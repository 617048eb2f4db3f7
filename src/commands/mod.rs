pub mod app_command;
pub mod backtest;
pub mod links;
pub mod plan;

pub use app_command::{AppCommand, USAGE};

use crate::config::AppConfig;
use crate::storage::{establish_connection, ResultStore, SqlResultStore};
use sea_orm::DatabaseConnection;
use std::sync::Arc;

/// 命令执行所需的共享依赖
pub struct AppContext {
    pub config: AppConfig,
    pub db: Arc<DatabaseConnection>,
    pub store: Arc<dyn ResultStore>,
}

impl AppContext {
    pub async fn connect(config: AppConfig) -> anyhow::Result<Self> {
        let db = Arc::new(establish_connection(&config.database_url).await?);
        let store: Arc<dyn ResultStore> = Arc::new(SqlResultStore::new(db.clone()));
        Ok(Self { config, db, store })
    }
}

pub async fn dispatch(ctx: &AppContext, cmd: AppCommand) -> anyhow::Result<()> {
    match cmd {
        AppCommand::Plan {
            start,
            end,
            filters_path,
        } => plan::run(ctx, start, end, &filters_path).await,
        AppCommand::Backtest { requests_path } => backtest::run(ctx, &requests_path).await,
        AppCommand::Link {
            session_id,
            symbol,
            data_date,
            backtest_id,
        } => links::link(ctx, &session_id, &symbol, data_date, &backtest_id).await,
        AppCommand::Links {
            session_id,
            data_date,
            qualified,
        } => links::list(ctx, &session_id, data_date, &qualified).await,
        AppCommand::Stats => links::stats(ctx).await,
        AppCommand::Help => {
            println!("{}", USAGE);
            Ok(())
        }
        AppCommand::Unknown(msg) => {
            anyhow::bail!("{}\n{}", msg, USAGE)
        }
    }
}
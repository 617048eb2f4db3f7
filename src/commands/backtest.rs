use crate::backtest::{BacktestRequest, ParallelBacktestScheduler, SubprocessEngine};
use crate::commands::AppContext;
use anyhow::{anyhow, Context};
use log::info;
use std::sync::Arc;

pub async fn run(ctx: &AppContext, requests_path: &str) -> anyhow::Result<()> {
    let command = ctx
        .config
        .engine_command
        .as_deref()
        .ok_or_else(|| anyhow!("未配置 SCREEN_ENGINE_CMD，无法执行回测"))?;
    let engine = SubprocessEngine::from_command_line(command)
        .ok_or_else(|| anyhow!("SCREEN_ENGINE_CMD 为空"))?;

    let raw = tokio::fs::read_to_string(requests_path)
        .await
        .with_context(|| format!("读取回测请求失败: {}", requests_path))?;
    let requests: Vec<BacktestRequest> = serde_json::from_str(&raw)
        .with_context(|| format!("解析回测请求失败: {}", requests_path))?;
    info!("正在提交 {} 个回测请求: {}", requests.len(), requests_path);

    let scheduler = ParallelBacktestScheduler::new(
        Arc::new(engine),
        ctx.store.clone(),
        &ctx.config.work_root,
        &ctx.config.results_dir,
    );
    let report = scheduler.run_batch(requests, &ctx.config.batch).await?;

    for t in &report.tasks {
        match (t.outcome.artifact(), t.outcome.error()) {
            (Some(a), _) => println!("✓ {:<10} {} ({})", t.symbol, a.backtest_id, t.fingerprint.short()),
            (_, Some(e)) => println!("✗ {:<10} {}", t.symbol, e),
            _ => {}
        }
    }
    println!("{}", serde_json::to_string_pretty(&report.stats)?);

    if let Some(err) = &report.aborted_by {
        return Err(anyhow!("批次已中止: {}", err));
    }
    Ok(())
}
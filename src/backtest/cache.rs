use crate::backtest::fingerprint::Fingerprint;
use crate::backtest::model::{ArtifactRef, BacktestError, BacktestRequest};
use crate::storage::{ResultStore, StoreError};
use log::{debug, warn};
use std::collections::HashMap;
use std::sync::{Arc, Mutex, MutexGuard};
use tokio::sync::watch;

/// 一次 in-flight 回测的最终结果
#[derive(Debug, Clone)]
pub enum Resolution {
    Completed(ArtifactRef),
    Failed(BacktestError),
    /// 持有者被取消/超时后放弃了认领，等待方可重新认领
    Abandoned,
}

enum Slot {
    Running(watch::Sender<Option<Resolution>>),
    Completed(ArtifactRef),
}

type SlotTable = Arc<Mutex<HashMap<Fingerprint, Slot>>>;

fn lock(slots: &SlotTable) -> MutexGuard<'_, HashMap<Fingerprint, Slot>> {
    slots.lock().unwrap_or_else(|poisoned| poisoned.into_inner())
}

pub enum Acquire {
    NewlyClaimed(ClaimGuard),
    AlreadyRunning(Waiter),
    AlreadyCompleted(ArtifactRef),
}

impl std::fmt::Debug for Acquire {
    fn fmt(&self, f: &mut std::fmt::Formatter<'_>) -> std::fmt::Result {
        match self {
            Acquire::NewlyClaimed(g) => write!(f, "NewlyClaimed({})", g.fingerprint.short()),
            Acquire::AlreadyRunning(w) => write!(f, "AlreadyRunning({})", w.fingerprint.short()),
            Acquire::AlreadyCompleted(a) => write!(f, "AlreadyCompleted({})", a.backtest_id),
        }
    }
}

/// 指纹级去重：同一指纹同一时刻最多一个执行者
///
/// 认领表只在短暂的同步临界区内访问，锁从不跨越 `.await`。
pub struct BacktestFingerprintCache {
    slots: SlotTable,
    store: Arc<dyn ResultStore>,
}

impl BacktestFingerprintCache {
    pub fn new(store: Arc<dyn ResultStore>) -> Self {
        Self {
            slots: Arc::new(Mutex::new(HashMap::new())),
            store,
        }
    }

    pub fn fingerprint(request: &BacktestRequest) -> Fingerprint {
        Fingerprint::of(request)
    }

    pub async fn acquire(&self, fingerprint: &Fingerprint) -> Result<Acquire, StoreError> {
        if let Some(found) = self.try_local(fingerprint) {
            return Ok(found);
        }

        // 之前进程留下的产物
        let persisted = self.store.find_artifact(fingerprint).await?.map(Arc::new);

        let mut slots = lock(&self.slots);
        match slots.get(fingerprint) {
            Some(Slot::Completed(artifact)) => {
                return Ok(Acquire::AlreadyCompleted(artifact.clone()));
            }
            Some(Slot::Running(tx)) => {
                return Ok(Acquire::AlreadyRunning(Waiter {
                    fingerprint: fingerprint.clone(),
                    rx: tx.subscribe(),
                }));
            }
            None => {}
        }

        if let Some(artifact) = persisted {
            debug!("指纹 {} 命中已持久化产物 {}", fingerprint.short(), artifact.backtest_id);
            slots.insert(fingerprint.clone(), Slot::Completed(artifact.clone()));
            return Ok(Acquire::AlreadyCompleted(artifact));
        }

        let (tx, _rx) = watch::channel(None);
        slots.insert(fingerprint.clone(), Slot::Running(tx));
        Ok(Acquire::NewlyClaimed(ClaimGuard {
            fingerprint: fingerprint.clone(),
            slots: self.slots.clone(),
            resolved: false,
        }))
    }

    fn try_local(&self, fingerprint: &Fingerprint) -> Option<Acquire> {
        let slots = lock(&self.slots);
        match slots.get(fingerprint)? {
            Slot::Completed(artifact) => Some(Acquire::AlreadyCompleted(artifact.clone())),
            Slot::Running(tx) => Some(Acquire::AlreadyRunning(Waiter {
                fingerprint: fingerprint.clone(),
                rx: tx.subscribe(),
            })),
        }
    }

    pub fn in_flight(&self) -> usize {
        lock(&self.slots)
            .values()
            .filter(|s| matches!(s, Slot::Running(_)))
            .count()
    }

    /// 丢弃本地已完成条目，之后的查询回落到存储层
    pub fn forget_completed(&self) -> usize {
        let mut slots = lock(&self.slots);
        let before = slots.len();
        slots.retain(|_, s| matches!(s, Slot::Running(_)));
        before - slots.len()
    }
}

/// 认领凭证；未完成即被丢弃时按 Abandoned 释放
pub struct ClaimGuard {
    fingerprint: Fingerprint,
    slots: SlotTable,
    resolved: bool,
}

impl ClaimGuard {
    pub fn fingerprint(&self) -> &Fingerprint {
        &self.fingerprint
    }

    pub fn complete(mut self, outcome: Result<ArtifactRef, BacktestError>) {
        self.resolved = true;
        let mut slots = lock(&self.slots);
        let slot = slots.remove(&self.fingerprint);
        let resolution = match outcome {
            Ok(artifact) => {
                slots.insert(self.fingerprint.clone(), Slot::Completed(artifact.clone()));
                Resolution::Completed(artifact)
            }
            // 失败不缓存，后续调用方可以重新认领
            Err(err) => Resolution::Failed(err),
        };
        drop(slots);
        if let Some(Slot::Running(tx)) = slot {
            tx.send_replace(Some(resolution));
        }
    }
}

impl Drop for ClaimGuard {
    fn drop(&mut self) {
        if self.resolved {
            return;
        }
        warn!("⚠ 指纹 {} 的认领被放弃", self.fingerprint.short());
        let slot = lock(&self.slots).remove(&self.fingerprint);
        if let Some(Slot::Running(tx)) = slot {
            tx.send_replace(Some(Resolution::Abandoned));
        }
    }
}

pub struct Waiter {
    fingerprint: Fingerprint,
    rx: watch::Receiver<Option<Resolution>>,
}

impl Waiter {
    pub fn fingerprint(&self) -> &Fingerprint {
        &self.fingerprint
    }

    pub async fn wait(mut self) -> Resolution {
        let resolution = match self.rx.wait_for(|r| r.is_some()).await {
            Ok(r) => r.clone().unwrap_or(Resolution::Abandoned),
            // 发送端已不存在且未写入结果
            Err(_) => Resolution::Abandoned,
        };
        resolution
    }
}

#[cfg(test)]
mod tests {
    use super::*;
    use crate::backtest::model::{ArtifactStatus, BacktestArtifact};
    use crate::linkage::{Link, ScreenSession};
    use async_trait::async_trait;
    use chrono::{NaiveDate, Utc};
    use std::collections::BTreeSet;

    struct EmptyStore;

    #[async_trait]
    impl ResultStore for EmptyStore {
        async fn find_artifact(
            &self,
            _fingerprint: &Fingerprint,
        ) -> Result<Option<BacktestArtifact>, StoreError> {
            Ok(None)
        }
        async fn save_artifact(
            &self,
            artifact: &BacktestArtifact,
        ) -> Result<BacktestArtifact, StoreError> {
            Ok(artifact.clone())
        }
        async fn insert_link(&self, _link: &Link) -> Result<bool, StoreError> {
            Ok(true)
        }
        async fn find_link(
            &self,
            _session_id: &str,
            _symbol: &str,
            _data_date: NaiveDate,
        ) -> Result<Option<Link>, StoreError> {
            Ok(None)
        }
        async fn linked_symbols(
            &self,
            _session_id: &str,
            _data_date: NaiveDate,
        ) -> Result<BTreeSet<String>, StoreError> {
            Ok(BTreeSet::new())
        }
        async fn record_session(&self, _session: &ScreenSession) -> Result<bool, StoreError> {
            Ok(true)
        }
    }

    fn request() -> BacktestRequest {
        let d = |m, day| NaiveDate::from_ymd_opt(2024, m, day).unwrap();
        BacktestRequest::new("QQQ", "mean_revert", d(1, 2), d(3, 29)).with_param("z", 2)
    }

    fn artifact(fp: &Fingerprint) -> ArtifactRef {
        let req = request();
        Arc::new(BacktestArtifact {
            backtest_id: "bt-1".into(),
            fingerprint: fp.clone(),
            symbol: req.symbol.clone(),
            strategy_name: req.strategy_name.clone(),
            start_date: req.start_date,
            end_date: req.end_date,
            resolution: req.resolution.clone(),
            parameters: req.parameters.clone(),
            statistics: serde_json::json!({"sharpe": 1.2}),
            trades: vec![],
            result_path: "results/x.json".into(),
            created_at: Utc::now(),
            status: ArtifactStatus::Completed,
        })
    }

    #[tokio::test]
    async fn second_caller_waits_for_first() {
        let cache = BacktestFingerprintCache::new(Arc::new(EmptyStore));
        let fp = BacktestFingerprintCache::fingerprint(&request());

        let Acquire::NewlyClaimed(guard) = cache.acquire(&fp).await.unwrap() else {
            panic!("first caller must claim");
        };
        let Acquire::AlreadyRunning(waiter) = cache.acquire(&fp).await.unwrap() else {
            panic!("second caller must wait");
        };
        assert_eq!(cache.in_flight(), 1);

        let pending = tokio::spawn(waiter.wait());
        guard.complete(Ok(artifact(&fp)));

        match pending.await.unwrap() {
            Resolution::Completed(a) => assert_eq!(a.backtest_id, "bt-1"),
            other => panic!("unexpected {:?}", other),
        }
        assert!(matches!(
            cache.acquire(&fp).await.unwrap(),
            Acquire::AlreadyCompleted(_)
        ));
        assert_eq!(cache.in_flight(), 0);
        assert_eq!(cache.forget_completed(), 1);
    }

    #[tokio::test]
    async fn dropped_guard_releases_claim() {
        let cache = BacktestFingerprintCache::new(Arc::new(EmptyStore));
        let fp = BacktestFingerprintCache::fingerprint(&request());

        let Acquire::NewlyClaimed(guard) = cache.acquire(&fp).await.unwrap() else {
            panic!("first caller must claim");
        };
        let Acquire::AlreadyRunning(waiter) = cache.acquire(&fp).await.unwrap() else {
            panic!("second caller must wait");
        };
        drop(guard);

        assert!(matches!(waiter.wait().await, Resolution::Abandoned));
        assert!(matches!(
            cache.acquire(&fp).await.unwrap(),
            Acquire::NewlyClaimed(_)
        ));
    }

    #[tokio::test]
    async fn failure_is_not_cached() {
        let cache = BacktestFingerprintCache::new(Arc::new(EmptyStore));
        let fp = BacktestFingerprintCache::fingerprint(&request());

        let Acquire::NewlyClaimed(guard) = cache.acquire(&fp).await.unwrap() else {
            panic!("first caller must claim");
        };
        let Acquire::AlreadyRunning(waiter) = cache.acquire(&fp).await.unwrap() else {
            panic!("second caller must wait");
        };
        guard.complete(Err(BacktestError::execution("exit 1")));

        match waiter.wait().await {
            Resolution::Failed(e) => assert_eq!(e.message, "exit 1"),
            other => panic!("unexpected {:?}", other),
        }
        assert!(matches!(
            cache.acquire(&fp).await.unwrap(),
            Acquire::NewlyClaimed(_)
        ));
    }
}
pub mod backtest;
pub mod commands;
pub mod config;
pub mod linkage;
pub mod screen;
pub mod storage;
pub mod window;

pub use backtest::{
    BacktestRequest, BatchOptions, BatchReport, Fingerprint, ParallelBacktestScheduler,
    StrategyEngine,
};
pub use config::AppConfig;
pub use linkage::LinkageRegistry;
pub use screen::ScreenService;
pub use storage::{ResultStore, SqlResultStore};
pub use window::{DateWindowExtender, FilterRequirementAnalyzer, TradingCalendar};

→ Exercise brief: Transcribe the records from their first line. Stop after the line with "use crate::config::AppConfig;", including it.

→ Task response:
repository 617048eb2f4db3f7
filename src/commands/mod.rs
pub mod app_command;
pub mod backtest;
pub mod links;
pub mod plan;

pub use app_command::{AppCommand, USAGE};

use crate::config::AppConfig;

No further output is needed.